Records:
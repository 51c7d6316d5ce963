//! IAM policy references

/// Account owning AWS-managed policies
pub const AWS_MANAGED: &str = "aws";

/// A managed policy, resolved to its ARN
#[derive(Debug, Clone, PartialEq, Eq)]
pub struct IamPolicy {
    arn: String,
}

impl IamPolicy {
    /// Resolve a configured policy reference
    ///
    /// A full ARN is kept as is; a bare name becomes
    /// `arn:aws:iam::<account>:policy/<name>`.
    pub fn resolve(account: &str, reference: &str) -> Self {
        let reference = reference.trim();
        if reference.starts_with("arn:") {
            return Self {
                arn: reference.to_string(),
            };
        }
        let account = if account.is_empty() {
            AWS_MANAGED
        } else {
            account
        };
        Self {
            arn: format!(
                "arn:aws:iam::{}:policy/{}",
                account,
                reference.trim_start_matches('/')
            ),
        }
    }

    pub fn arn(&self) -> &str {
        &self.arn
    }
}

impl std::fmt::Display for IamPolicy {
    fn fmt(&self, f: &mut std::fmt::Formatter<'_>) -> std::fmt::Result {
        write!(f, "{}", self.arn)
    }
}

Aim of the task:
The answer must contain every line of the material, unchanged.

Task solution:
repository 51c7d6316d5ce963
//! IAM policy references

/// Account owning AWS-managed policies
pub const AWS_MANAGED: &str = "aws";

/// A managed policy, resolved to its ARN
#[derive(Debug, Clone, PartialEq, Eq)]
pub struct IamPolicy {
    arn: String,
}

impl IamPolicy {
    /// Resolve a configured policy reference
    ///
    /// A full ARN is kept as is; a bare name becomes
    /// `arn:aws:iam::<account>:policy/<name>`.
    pub fn resolve(account: &str, reference: &str) -> Self {
        let reference = reference.trim();
        if reference.starts_with("arn:") {
            return Self {
                arn: reference.to_string(),
            };
        }
        let account = if account.is_empty() {
            AWS_MANAGED
        } else {
            account
        };
        Self {
            arn: format!(
                "arn:aws:iam::{}:policy/{}",
                account,
                reference.trim_start_matches('/')
            ),
        }
    }

    pub fn arn(&self) -> &str {
        &self.arn
    }
}

impl std::fmt::Display for IamPolicy {
    fn fmt(&self, f: &mut std::fmt::Formatter<'_>) -> std::fmt::Result {
        write!(f, "{}", self.arn)
    }
}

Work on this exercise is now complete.